Myth of "Exploding Droid X Phone" Busted: why battery and capacitor did NOT explode next to ear! It wasn't the speaker!
Really? Phone Exploded?
On December 3rd, 2010, news spread that a man in Texas, Aron Embry, was wounded by an exploding Droid 2. Quoting the news from the Daily Mail...
Should you return your Motorola smart phone immediately? No. Let me explain why.
Aron Embry, 30, from Texas, said he was getting in his car to travel to work when he decided to make a call.
In the middle of his conversation the phone 'burst outward' injuring the side of his face, he claimed.
The Impossibility of Physics
Only two items can explode inside a phone: the battery, and any capacitors on the circuit board. Those are the only items that STORE energy, and thus, have any potential to explode.
So are there any capacitors inside near the top? Fortunately, someone had disassembled a Droid 2 on iFixit, and there are NO capacitors in or near that location based on the disassembly. The only thing at that area is the speaker. Look at step 10 and 19.
So could it be the battery? If you look back at step 5, you will find that the battery is in the BOTTOM of the phone. (The camera is on top, and the phone's being held upside down). So it can't be the battery either. (I have the original Droid, I would know) And the damage... is on the TOP.

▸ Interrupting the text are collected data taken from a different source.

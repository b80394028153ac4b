//! The game-master aggregate and command dispatcher.
//!
//! [`GameMaster`] owns every piece of shared mutable world state and is
//! mutated only from the single-writer loop; that discipline is the sole
//! concurrency-safety mechanism for the ledger, offer book, and defense
//! windows. Every processed command yields exactly one [`Reply`].
//! Handlers structure mutation as single uninterrupted steps so a fault
//! cannot leave a half-applied reservation. Ledger and health mutations
//! are applied in memory synchronously and mirrored to persistence
//! asynchronously, so in-memory state is always ahead of or equal to the
//! durable copy.

use std::collections::{BTreeMap, VecDeque};

use arbiter_ledger::{Escrow, Ledger};
use arbiter_types::{
    credit_of, debit_of, merge_deltas, ActorId, ActorSnapshot, Bundle, Command, CommandKind,
    Effects, Envelope, HeldKeys, MapBounds, OverlayMessage, Reason, Reply, Rulebook, SkillGrant,
    TxId, WorldSnapshot,
};
use arbiter_world::Roster;
use tracing::{debug, info};

use crate::combat;
use crate::craft;
use crate::defense::{DefenseWindows, DEFENSE_WINDOW_MS};
use crate::mirror::{MirrorHandle, MirrorOp};
use crate::offers::{Offer, OfferBook, OfferTerms, OFFER_TTL_MS};
use crate::watermark::WatermarkRegistry;

/// Maximum distance for trades, skill transfers, and attacks.
pub const PROXIMITY_RADIUS: f64 = 220.0;

/// Watermark consumer folding chat overlays into display state.
pub const CONSUMER_CHAT: &str = "overlay-chat";

/// Watermark consumer acting on structured commands.
pub const CONSUMER_COMMAND: &str = "command";

/// Actor kind recorded in the persistence mirror.
const ACTOR_KIND_PLAYER: &str = "player";

/// How many expired transaction ids are remembered for reporting.
///
/// The sweep releases reservations before the accept handler runs, so
/// without this memory a just-expired txid would report as unknown
/// instead of expired.
const EXPIRED_MEMORY: usize = 64;

/// Runtime-tunable constants for the game master.
#[derive(Debug, Clone, Copy, PartialEq)]
pub struct Tuning {
    /// Maximum distance for bilateral interactions.
    pub proximity_radius: f64,
    /// Offer time-to-live, milliseconds.
    pub offer_ttl_ms: u64,
    /// Armed defense-window duration, milliseconds.
    pub defense_window_ms: u64,
}

impl Default for Tuning {
    fn default() -> Self {
        Self {
            proximity_radius: PROXIMITY_RADIUS,
            offer_ttl_ms: OFFER_TTL_MS,
            defense_window_ms: DEFENSE_WINDOW_MS,
        }
    }
}

/// The authoritative world-state aggregate.
#[derive(Debug)]
pub struct GameMaster {
    roster: Roster,
    ledger: Ledger,
    escrow: Escrow,
    offers: OfferBook,
    defense: DefenseWindows,
    expired_recently: VecDeque<TxId>,
    watermarks: WatermarkRegistry,
    skills: BTreeMap<ActorId, BTreeMap<String, u32>>,
    rulebook: Rulebook,
    tuning: Tuning,
    mirror: MirrorHandle,
}
//! The async persistence-mirror channel.
//!
//! In-memory state is authoritative; the mirror is a lagging, best-effort
//! copy. The game master emits [`MirrorOp`]s over an unbounded channel and
//! never waits on them, so persistence writes cannot block the
//! command-processing or simulation step. Tests (and shutdown) can await
//! mirror completion with [`MirrorHandle::flush`], which round-trips a
//! one-shot acknowledgement through the writer task.

use arbiter_types::{ActorId, DeltaMap};
use tokio::sync::{mpsc, oneshot};
use tracing::warn;

/// One durable-storage mutation requested by the game master.
#[derive(Debug)]
pub enum MirrorOp {
    /// Create or update an actor row with its kind and position.
    UpsertActor {
        /// The actor to upsert.
        id: ActorId,
        /// Actor kind, e.g. `"player"`.
        kind: String,
        /// Position, x coordinate.
        x: f64,
        /// Position, y coordinate.
        y: f64,
    },
    /// Apply signed inventory deltas for one actor.
    AdjustInventory {
        /// The actor whose inventory changes.
        id: ActorId,
        /// Item -> signed quantity delta.
        deltas: DeltaMap,
    },
    /// Apply a signed health delta for one actor.
    AdjustHealth {
        /// The actor whose health changes.
        id: ActorId,
        /// Signed health delta (negative for damage).
        delta: f64,
    },
    /// Record a skill mastery level for one actor.
    SetSkillMastery {
        /// The learning actor.
        id: ActorId,
        /// The skill type.
        skill: String,
        /// The mastery level granted.
        mastery: u32,
    },
    /// Acknowledge once every previously sent op has been applied.
    Flush(oneshot::Sender<()>),
}

/// Sending side of the mirror channel.
#[derive(Debug, Clone)]
pub struct MirrorHandle {
    tx: mpsc::UnboundedSender<MirrorOp>,
}

impl MirrorHandle {
    /// Create a handle and the receiver a writer task consumes.
    pub fn channel() -> (Self, mpsc::UnboundedReceiver<MirrorOp>) {
        let (tx, rx) = mpsc::unbounded_channel();
        (Self { tx }, rx)
    }

    /// Send one mirror op, fire-and-forget.
    ///
    /// A closed channel means the writer task is gone; the write is
    /// dropped with a warning, matching the best-effort contract.
    pub fn send(&self, op: MirrorOp) {
        if self.tx.send(op).is_err() {
            warn!("mirror channel closed; dropping persistence write");
        }
    }

    /// Wait until every op sent before this call has been applied.
    pub async fn flush(&self) {
        let (ack_tx, ack_rx) = oneshot::channel();
        self.send(MirrorOp::Flush(ack_tx));
        // A dropped ack means the writer is gone; nothing left to wait on.
        let _ = ack_rx.await;
    }
}

/// Consume and discard mirror ops, acknowledging flushes.
///
/// Used when the engine runs without a persistence backend.
pub async fn run_discard(mut rx: mpsc::UnboundedReceiver<MirrorOp>) {
    while let Some(op) = rx.recv().await {
        if let MirrorOp::Flush(ack) = op {
            let _ = ack.send(());
        }
    }
}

Thus, the damage shown in the picture CANNOT be produced from within the phone. The picture shows NO bursting of any sort from the phone.
Further check of the story confirms the facts: the man FINISHED the call. If any capacitor or battery had actually ruptured, the phone would have stopped working immediately. To quote again:
'I just heard a pop. At first I didn't know what to think', Mr Embry said adding that he then noticed blood trickling down his neck and saw broken glass on the phone's speaker.
Although the phone itself was left intact, the screen was ruined.
Also, look at the photo of the alleged damage: it is right around the hole in the glass, the weak area.
Finally, consider the following facts... when is the phone most likely to have the most energy? When it is at FULL POWER, after it's being charged. THAT is when it is most likely to "explode". NOT when it is being used and the power is being used up.
Thus, the phone could NOT have exploded.
So What Really Happened?
There are two possibilities that I see:
1) Mr. Embry had dropped the phone earlier, which had weakened the glass around that weak spot in the glass. When a loud noise or pressure was applied, the glass cracked, and he sliced his ear on the broken glass.
Indeed, this is the unofficial explanation leaked by Motorola as given to Gearlog.
2) Mr. Embry made up the whole story, like the "Balloon Boy" dad. The fact that he drove to his wife's work place instead of to a hospital is in itself, very suspicious. From the article linked earlier...
Mr Embry said he started to panic and drove himself to a local elementary school where his wife work so she could take pictures of his injuries.
There is not sufficient evidence to go either way at this time.